- _Task description_
Every line with the string "elements" must be copied from the entries below.

─── Source records

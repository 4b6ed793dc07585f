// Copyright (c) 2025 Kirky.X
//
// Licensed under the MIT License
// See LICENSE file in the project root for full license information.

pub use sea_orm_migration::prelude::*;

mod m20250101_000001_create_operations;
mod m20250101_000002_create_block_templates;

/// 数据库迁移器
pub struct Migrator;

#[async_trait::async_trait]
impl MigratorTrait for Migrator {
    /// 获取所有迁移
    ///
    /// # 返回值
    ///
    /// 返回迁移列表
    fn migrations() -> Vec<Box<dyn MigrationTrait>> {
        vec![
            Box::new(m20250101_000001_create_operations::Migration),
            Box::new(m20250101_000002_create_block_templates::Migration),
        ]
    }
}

──────
─── Source records

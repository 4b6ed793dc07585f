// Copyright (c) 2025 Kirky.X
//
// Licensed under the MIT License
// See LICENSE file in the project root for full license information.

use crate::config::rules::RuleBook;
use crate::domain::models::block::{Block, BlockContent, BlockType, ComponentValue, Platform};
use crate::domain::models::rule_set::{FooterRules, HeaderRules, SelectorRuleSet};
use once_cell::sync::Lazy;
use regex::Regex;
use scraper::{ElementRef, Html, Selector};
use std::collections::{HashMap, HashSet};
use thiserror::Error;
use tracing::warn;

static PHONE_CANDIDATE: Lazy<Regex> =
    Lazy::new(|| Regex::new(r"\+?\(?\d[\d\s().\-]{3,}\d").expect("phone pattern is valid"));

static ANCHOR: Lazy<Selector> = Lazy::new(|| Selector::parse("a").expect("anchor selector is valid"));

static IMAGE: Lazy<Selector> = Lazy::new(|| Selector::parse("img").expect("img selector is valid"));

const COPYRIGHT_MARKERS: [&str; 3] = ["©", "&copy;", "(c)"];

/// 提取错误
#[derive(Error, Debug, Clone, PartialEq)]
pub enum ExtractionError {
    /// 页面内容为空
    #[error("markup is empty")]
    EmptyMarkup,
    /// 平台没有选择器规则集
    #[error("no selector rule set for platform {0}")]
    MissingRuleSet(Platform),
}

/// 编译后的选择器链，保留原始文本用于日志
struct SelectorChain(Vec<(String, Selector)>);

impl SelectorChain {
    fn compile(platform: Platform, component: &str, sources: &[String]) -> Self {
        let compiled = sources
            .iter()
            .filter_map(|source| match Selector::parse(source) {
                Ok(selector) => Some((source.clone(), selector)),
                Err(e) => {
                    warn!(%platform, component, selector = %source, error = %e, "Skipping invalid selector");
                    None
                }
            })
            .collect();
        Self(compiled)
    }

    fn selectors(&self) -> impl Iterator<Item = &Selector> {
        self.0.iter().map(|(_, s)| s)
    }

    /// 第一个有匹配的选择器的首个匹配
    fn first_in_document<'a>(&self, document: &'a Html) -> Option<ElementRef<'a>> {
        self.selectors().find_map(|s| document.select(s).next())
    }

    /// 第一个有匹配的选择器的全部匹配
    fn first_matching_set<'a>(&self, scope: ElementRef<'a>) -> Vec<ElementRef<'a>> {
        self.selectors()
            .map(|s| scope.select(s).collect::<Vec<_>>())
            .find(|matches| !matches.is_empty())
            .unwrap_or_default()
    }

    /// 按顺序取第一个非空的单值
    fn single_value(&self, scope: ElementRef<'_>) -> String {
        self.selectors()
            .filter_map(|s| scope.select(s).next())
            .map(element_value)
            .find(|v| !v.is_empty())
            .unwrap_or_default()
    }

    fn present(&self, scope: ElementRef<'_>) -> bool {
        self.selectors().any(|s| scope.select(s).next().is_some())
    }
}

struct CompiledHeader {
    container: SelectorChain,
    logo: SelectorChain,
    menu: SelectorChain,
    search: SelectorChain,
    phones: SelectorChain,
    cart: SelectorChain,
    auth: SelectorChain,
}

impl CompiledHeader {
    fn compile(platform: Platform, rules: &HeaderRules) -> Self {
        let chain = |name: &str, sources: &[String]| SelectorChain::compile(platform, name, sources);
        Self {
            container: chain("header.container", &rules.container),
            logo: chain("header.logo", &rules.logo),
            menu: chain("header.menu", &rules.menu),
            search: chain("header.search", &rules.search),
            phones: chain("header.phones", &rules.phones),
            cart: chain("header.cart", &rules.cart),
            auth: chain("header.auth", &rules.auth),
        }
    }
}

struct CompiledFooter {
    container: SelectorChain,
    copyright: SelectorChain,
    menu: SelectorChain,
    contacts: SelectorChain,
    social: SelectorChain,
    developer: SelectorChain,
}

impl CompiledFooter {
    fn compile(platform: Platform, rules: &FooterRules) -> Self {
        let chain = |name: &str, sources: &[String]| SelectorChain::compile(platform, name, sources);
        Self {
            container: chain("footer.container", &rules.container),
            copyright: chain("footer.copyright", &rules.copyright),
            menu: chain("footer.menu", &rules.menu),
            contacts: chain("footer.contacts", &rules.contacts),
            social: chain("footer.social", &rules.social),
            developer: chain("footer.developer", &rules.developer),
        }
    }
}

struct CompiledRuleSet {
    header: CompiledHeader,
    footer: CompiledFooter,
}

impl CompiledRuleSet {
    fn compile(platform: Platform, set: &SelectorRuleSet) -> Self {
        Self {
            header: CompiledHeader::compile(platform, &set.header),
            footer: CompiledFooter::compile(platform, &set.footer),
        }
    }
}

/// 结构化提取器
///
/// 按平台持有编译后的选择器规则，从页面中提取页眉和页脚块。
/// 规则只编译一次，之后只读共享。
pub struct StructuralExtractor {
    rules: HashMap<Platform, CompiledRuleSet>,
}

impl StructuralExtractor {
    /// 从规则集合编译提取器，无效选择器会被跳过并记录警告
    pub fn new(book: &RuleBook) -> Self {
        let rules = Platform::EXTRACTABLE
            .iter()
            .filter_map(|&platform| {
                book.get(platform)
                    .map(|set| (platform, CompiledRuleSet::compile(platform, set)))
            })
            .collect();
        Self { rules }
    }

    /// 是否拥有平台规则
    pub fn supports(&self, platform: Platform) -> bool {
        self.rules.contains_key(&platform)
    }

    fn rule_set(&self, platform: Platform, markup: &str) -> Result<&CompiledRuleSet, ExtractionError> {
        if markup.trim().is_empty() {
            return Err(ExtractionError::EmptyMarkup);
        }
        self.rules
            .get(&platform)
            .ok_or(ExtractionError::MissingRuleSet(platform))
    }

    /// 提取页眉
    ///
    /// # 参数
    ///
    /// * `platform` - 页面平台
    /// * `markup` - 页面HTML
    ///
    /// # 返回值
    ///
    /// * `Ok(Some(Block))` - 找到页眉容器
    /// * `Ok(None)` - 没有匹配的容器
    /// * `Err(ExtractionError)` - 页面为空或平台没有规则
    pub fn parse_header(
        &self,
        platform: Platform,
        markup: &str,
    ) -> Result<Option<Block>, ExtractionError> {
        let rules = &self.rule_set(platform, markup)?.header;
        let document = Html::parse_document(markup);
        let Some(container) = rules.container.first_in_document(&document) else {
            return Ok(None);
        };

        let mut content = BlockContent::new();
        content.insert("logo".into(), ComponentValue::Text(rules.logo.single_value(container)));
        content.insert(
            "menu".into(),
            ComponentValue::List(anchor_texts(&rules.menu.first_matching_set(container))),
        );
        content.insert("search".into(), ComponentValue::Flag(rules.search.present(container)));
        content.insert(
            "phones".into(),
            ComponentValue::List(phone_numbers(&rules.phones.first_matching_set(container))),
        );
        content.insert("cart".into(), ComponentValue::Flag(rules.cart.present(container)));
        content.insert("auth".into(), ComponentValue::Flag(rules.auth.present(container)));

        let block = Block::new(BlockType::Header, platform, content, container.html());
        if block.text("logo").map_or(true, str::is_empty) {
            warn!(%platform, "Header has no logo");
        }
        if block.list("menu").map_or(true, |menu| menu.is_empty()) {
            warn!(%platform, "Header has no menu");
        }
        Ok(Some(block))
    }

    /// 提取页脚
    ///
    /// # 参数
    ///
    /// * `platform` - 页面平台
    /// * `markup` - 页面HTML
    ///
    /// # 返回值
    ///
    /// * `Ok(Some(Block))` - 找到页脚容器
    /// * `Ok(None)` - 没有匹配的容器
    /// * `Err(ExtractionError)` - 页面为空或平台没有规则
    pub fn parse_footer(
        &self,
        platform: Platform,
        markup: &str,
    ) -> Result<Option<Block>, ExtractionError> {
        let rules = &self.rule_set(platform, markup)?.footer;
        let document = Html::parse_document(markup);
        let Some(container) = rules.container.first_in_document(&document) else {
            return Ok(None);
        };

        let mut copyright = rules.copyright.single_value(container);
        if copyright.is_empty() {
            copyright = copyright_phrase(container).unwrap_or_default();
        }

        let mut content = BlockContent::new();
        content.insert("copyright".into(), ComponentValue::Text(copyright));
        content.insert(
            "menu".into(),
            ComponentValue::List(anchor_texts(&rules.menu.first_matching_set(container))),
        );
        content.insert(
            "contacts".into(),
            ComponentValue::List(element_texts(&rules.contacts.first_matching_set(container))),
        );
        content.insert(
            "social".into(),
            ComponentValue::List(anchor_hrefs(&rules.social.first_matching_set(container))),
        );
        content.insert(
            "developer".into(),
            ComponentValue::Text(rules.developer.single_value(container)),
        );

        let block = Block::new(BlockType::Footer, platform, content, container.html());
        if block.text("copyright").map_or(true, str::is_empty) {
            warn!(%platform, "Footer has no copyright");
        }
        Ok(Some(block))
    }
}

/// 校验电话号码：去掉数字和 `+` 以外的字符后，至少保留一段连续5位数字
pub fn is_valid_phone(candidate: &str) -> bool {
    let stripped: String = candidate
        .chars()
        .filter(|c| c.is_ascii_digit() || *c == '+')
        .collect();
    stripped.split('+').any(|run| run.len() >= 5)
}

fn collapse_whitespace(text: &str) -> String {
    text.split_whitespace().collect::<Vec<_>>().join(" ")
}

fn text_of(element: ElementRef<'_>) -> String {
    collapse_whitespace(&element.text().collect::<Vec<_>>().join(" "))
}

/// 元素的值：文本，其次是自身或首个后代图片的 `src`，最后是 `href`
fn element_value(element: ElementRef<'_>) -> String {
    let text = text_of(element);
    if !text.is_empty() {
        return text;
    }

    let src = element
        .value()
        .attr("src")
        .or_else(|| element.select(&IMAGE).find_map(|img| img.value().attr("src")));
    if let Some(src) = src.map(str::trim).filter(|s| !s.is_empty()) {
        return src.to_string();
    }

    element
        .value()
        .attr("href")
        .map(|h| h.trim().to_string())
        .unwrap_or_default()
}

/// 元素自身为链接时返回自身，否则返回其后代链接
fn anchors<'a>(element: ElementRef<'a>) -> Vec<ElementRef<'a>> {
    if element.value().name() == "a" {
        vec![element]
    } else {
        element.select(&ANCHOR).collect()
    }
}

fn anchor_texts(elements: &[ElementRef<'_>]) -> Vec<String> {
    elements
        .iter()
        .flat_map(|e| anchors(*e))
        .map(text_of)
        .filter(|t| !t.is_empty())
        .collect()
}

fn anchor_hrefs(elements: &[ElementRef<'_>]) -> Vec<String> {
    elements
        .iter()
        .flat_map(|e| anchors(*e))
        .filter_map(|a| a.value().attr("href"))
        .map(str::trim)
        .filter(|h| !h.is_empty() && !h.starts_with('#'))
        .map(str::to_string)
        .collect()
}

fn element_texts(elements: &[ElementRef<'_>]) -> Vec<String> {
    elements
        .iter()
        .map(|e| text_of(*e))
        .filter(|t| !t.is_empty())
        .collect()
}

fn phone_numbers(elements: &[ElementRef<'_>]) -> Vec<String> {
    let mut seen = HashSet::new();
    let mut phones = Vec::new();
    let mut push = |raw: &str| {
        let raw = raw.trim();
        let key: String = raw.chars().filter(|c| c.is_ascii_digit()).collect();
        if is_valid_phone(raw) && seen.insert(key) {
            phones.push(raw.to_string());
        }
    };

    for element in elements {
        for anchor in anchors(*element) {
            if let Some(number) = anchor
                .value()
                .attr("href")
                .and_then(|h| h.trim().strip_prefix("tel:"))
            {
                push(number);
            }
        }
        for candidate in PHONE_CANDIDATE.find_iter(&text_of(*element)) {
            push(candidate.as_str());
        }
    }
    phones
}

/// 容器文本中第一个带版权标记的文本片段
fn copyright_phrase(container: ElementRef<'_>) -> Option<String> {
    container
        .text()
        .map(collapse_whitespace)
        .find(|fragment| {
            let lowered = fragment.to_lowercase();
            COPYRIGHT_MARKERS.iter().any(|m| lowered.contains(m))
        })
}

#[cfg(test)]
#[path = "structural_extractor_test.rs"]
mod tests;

──────

- _Output_
fn anchor_texts(elements: &[ElementRef<'_>]) -> Vec<String> {
    elements
fn anchor_hrefs(elements: &[ElementRef<'_>]) -> Vec<String> {
    elements
fn element_texts(elements: &[ElementRef<'_>]) -> Vec<String> {
    elements
fn phone_numbers(elements: &[ElementRef<'_>]) -> Vec<String> {
    for element in elements {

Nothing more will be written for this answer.